J’étais là pour les exposés, les feuilles de Wikipédia avec mille mots incompréhensibles, pour eux, pour nous. On leur a demandé de poser ces feuilles, de raconter ce qu’ils savaient, certains avaient des choses à dire, d’autres paniquaient un petit peu de ne plus avoir de feuille protectrice. On a ri. On leur a dit que nous aussi on était incapable de comprendre le système cardiovasculaire de la pieuvre. Certains avaient fait des maquettes, des petits animaux en pâte fimo. Et certains venaient avec leur histoire de vie troublante et passionnante. Quand on rencontre des enfants et qu’ils parlent d’eux même, on rencontre des grands pères, des trop tôt partis, des mamans qui ont un peu fait l’exposé, des grandes soeurs qui font des dessins, des beaux-pères, des belles-mères, des maisons, des parents en vacances, un paysage.
Une des première chose qu’on a appris je crois, c’était que l’insouciance et la légèreté des
enfants, nous l’avions rêvé. Ils étaient dans le monde avec lui, ils étaient le monde, tous les
grands thèmes de notre société, les enjeux, ils les connaissaient. Ils avaient des références bien marquées, on les connaissait, on devinait où ils les avaient pris, dans l’internet, dans la télé… Mais ce qui nous intéressait c’était l’imaginaire, ce qu’ils feraient, inventeraient avec leurs corps, leurs voix, deux, trois cailloux. Comment ils rêvaient ?
Armés avec Romain de nos nombreuses années d’école de théâtre, il nous paraissait évident que chacune de nos consignes serait détournée, transposée mais que nenni ! C’était évident, ils étaient habitués aux cadres et aux consignes et c’était normal. Il nous fallait donc expliquer, raconter qu’ici sur ce petit plateau inventé (dortoir des maternelles, salle de café des professeurs, bibliothèque - enfin pour nous plateau de théâtre) il n’ y aurait rien de mauvais, rien de pas bon, rien de ridicule, rien d’impossible. Et pourtant nous ne renions rien de nos exigences, nous étions conviés comme acteur-metteur en scène-auteur et ils étaient des acteurs, ils le comprenaient. Ce que nous attendions, attendons, était dans l’ailleurs de la consigne, que nous ne voulions pas être contentés, que nous ne dirions pas c’est à droite-à gauche, lève la tête, qu’ils inventeraient et
que nous ne travaillerons qu’à partir de cette invention.

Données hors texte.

//! REPL session state and input handling.
//!
//! A session owns one [`AsyncWriter`], so names declared by one input are
//! typed in the next. Inputs that fail to compile leave the session usable.

use asyncify_typeck::catalog::Catalog;
use asyncify_typeck::error::CompileError;
use asyncify_typeck::ty::Ty;
use asyncify_typeck::AsyncWriter;
use tracing::debug;

pub const HELP_TEXT: &str = "\
Commands:
  :help          Show this help
  :quit    :q    Exit the REPL
  :type <name>   Show the inferred type of a top-level name
  :reset         Forget every declaration made in this session
  :history       Show previous inputs and their rewritten form

Anything else is compiled; calls that return promises are awaited.";

/// A successfully compiled input.
#[derive(Debug, Clone, PartialEq)]
pub struct EvalOutput {
    pub code: String,
    pub result_type: Ty,
}

/// Persistent state for a REPL session.
pub struct ReplSession {
    catalog: Catalog,
    writer: AsyncWriter,
    /// `(input, rewritten)` for every input that compiled.
    history: Vec<(String, String)>,
}

impl ReplSession {
    pub fn new(catalog: Catalog) -> Self {
        let writer = AsyncWriter::from_catalog(&catalog);
        Self {
            catalog,
            writer,
            history: Vec::new(),
        }
    }

    /// Compile one input against the session's bindings.
    pub fn eval(&mut self, input: &str) -> Result<EvalOutput, CompileError> {
        let compiled = self.writer.compile(input)?;
        debug!(
            suspended = compiled.suspended.len(),
            result = %compiled.result_type,
            "evaluated input"
        );
        self.history.push((input.to_string(), compiled.code.clone()));
        Ok(EvalOutput {
            code: compiled.code,
            result_type: compiled.result_type,
        })
    }

    /// The current type of `name`, or `None` if nothing binds it.
    pub fn binding_type(&self, name: &str) -> Option<Ty> {
        let symbols = self.writer.symbols();
        symbols.is_bound(name).then(|| symbols.lookup_type(name))
    }

    pub fn history(&self) -> &[(String, String)] {
        &self.history
    }

    /// Start over from the catalog's globals.
    pub fn reset(&mut self) {
        self.writer = AsyncWriter::from_catalog(&self.catalog);
        self.history.clear();
        debug!("session reset");
    }
}

// ── Input classification ───────────────────────────────────────────────

/// What a line of REPL input asks for.
#[derive(Debug, Clone, PartialEq, Eq)]
pub enum ReplInput {
    Empty,
    Help,
    Quit,
    /// `:type name`; the name may be empty.
    Type(String),
    Reset,
    History,
    UnknownCommand(String),
    Source(String),
}

pub fn classify_input(input: &str) -> ReplInput {
    let trimmed = input.trim();
    if trimmed.is_empty() {
        return ReplInput::Empty;
    }
    let Some(command) = trimmed.strip_prefix(':') else {
        return ReplInput::Source(input.to_string());
    };
    let (name, arg) = match command.split_once(char::is_whitespace) {
        Some((name, arg)) => (name, arg.trim()),
        None => (command, ""),
    };
    match name {
        "help" | "h" => ReplInput::Help,
        "quit" | "q" => ReplInput::Quit,
        "type" | "t" => ReplInput::Type(arg.to_string()),
        "reset" => ReplInput::Reset,
        "history" => ReplInput::History,
        _ => ReplInput::UnknownCommand(trimmed.to_string()),
    }
}

/// Whether `input` has unclosed `(`, `[` or `{`, an unterminated template
/// or an unterminated block comment. Brackets inside strings and comments
/// do not count.
pub fn needs_continuation(input: &str) -> bool {
    #[derive(Clone, Copy, PartialEq)]
    enum State {
        Code,
        Str(char),
        Template,
        /// Inside `${`; holds the bracket depth at which it opened.
        Interpolation(i32),
        LineComment,
        BlockComment,
    }

    let mut depth: i32 = 0;
    let mut stack = vec![State::Code];
    let mut chars = input.chars().peekable();
    while let Some(c) = chars.next() {
        let state = *stack.last().unwrap_or(&State::Code);
        match state {
            State::Code | State::Interpolation(_) => match c {
                '(' | '[' | '{' => depth += 1,
                '}' if state == State::Interpolation(depth) => {
                    stack.pop();
                }
                ')' | ']' | '}' => depth -= 1,
                '\'' | '"' => stack.push(State::Str(c)),
                '`' => stack.push(State::Template),
                '/' if chars.peek() == Some(&'/') => {
                    chars.next();
                    stack.push(State::LineComment);
                }
                '/' if chars.peek() == Some(&'*') => {
                    chars.next();
                    stack.push(State::BlockComment);
                }
                _ => {}
            },
            State::Str(quote) => match c {
                '\\' => {
                    chars.next();
                }
                '\n' => {
                    stack.pop();
                }
                _ if c == quote => {
                    stack.pop();
                }
                _ => {}
            },
            State::Template => match c {
                '\\' => {
                    chars.next();
                }
                '`' => {
                    stack.pop();
                }
                '$' if chars.peek() == Some(&'{') => {
                    chars.next();
                    stack.push(State::Interpolation(depth));
                }
                _ => {}
            },
            State::LineComment => {
                if c == '\n' {
                    stack.pop();
                }
            }
            State::BlockComment => {
                if c == '*' && chars.peek() == Some(&'/') {
                    chars.next();
                    stack.pop();
                }
            }
        }
    }
    depth > 0
        || stack
            .iter()
            .any(|s| matches!(s, State::Template | State::Interpolation(_) | State::BlockComment))
}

De dire à cet enfant qui joue l’abeille, sans la jouer, au delà de toute imitation, qui joue l’abeille, comme est une abeille pour lui, comme il la voit au travers de son regard d’enfant, cet enfant timide lui dire qu’il est le meilleur acteur du monde et que dans ces quelques mètres carrés de bibliothèque réservés à nous, il y a 400 personnes bien cachées (peut-être… et en réalité sans trop d’effort, nous pouvions les sentir ces 400 personnes ) qui l’attendent et qui surtout ont envie de le voir et lui dire pour finir : « maintenant à toi, quand tu veux. »
Et voir cet enfant timide devenu abeille se métamorphoser et devenir le meilleur acteur du monde dans notre bibliothèque plus grande que le plateau des Amandiers pour nous, pour eux plus grande que le champs aux mille vaches, c’est une joie immense. Une joie sans prix.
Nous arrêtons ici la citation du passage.